ANJA KAMPMANN: WIE HOCH DIE
WASSER STEIGEN
Es ist ein schales Privileg, dass die Männer mit dem Hubschrauber zu ihrer
Ölbohrplattform fliegen dürfen. Um so karger, einsamer und anonymer präsentiert sich
der Alltag da draußen und um so brachialer empfindet es Waclaw Groszak, als nun sein
langjähriger Kollege und Freund Matyas in einer sturmumtosten Nacht spurlos verschwindet,
offenbar ins Meer gestürzt.
Damit und dass mehr als ein vorübergehender Schock für die Mannschaft nicht drin ist,
kann nur Waclaw nicht fertig werden. Und damit beginnt auch Anja Kampmanns Debütroman
Wie hoch die Wasser steigen. Waclaw, Anfang 50 und seit zwölf Jahren auf den
Bohrplattformen der Welt unterwegs, nimmt Urlaub, um Matyas' Utensilien persönlich zu
dessen Familie zu bringen.
Womit eine Odyssee einsetzt, die ihn zunächst in die trocken-heiße Weite Ungarns zur
Halbschwester Patrizia führt. Von dort geht die unstete Reise nach Malta, wo Waclaw aus
steuerlichen Gründen seine wenigen Privatsachen eingelagert hat, aber auch eine
Gelegenheitsbraut besucht. Zwischendurch blitzen Erinnerungen an Milena auf, seine einzige
Liebe, die ihn jedoch verlassen hat.
Auch mit ihr war dem Rastlosen keine gemeinsame Heimat vergönnt. Sie, die aus Polen
stammte wie auch seine Eltern, die einst von dort ins Ruhrgebiet ausgewandert waren
findet er auch nicht wieder, als er sie in ihrem alten Dorf sucht. Doch so wie er
viele Jahre im Niemandsland gelebt und gearbeitet hat, so kennt er auch jetzt keine
Wurzeln mehr. Wenn er denn je welche hatte.
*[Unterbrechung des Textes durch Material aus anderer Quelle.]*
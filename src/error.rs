use thiserror::Error;

#[derive(Error, Debug, Clone, PartialEq)]
pub enum Error {
    /// The container leaves no room for a tooltip once both margins are taken out.
    #[error("container width {container_width} leaves no room for a tooltip with margin {margin}")]
    InvalidLayout { container_width: f32, margin: f32 },

    #[error("style parameter `{parameter}` expects a {expected}")]
    StyleType {
        parameter: &'static str,
        expected: &'static str,
    },

    #[error("unknown style parameter `{0}`")]
    UnknownStyle(String),
}

pub type Result<T> = std::result::Result<T, Error>;
//! Showing a series of tooltips one after another.
//!
//! A [`PresentationQueue`] holds the tooltips that have not been shown yet. [`present`][PresentationQueue::present]
//! shows the front one and removes it from the queue; when the active tooltip is dismissed the queue presents
//! the next. Only one tooltip is ever active, and once shown a tooltip never comes back, whether or not the
//! user actually read it.
//!
//! The host is told what to show through a [`Presenter`]. The tooltip's tap handler reports back with the
//! [`PresentationId`] it was shown with, which makes dismissal idempotent: a second tap on a tooltip that is
//! already gone does nothing.
use std::collections::VecDeque;
use std::fmt;

use log::debug;

/// Identifies one presentation of one tooltip.
#[derive(Debug, Copy, Clone, PartialEq, Eq, Hash, PartialOrd, Ord)]
pub struct PresentationId(u64);

/// Where the queue's tooltips end up.
pub trait Presenter<T> {
    fn show(&mut self, id: PresentationId, item: &T);
    fn hide(&mut self, _id: PresentationId) {}
}

impl<T, F: FnMut(PresentationId, &T)> Presenter<T> for F {
    fn show(&mut self, id: PresentationId, item: &T) {
        self(id, item)
    }
}

pub struct PresentationQueue<T> {
    pending: VecDeque<T>,
    active: Option<(PresentationId, T)>,
    next_id: u64,
}

impl<T> Default for PresentationQueue<T> {
    fn default() -> Self {
        Self {
            pending: VecDeque::new(),
            active: None,
            next_id: 0,
        }
    }
}

impl<T: fmt::Debug> fmt::Debug for PresentationQueue<T> {
    fn fmt(&self, f: &mut fmt::Formatter) -> fmt::Result {
        f.debug_struct("PresentationQueue")
            .field("pending", &self.pending)
            .field("active", &self.active)
            .finish()
    }
}

impl<T> PresentationQueue<T> {
    pub fn new() -> Self {
        Default::default()
    }

    /// Replace the pending tooltips. A tooltip that is already showing stays up.
    pub fn enqueue_all<I: IntoIterator<Item = T>>(&mut self, items: I) {
        self.pending = items.into_iter().collect();
        debug!("Queued {} tooltips", self.pending.len());
    }

    /// Show the front tooltip, then drop it from the queue. Does nothing when the queue is empty or a
    /// tooltip is already showing.
    pub fn present<P: Presenter<T>>(&mut self, presenter: &mut P) -> Option<PresentationId> {
        if let Some((id, _)) = self.active {
            debug!("Not presenting: {:?} is still showing", id);
            return None;
        }

        let id = PresentationId(self.next_id);
        presenter.show(id, self.pending.front()?);
        let item = self.pending.pop_front()?;
        self.next_id += 1;
        self.active = Some((id, item));
        debug!("Presented {:?}, {} left", id, self.pending.len());
        Some(id)
    }

    /// Dismiss the tooltip shown as `id` and present the next one, whose id is returned.
    /// Stale ids are ignored.
    pub fn dismiss<P: Presenter<T>>(
        &mut self,
        id: PresentationId,
        presenter: &mut P,
    ) -> Option<PresentationId> {
        match self.active {
            Some((active, _)) if active == id => {
                self.active = None;
                presenter.hide(id);
                debug!("Dismissed {:?}", id);
                self.present(presenter)
            }
            _ => None,
        }
    }

    /// Dismiss whatever is showing, if anything.
    pub fn dismiss_active<P: Presenter<T>>(&mut self, presenter: &mut P) -> Option<PresentationId> {
        let (id, _) = self.active.as_ref()?;
        let id = *id;
        self.dismiss(id, presenter)
    }

    /// Drop everything pending and hide the active tooltip.
    pub fn clear<P: Presenter<T>>(&mut self, presenter: &mut P) {
        self.pending.clear();
        if let Some((id, _)) = self.active.take() {
            presenter.hide(id);
        }
    }

    pub fn active(&self) -> Option<(PresentationId, &T)> {
        self.active.as_ref().map(|(id, item)| (*id, item))
    }

    pub fn pending(&self) -> impl Iterator<Item = &T> {
        self.pending.iter()
    }

    pub fn len(&self) -> usize {
        self.pending.len()
    }

    pub fn is_empty(&self) -> bool {
        self.pending.is_empty()
    }

    /// Nothing showing and nothing left to show.
    pub fn is_idle(&self) -> bool {
        self.active.is_none() && self.pending.is_empty()
    }
}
Eine Erinnerung an so etwas wie Heimat tut sich erst auf, als er in den italienischen
Alpen Alois aufsucht, einst ein Kumpel seines Vaters als Bergmann. Der ihm als Jungen
damals die Faszination für Brieftauben eröffnete. Und die sind mit ihrem einzigartigen
Heimfindungsvermögen ein ganz starkes Motiv dieses Romans, denn just das fehlt dem
Wurzellosen.
Melancholisch folgt er schließlich Alois' Wunsch und nimmt eine seiner Tauben mit auf die
Heimreise ins Ruhrgebiet mit einem alten Pick-up. Mag die dort von einer Halde in die Luft
geworfene Taube auch mit großer Wahrscheinlichkeit zu ihrem heimatlichen Schlag in den
Alpen zurückfinden, Waclaw hat solche Fähigkeiten schon lange verloren. Heimat bleibt
vage und im Ungefähren, wie auch seine Suche nach Milena ins Leere läuft.
Anja Kampmann erweist sich mit ihrer geradezu schmerzlich unsentimentalen Prosa als eine
Meisterin des Atmosphärischen. Man spürt diese Rastlosigkeit Waclaws, der kein Ziel mehr
kennt und nur in der Person des offenbar seelenverwandten Matyas einen gewissen
Orientierungspunkt fand. Fazit: ein starkes Debüt, das zuweilen beklommen innehalten und
zugleich eine große Erzählerin entdecken lässt.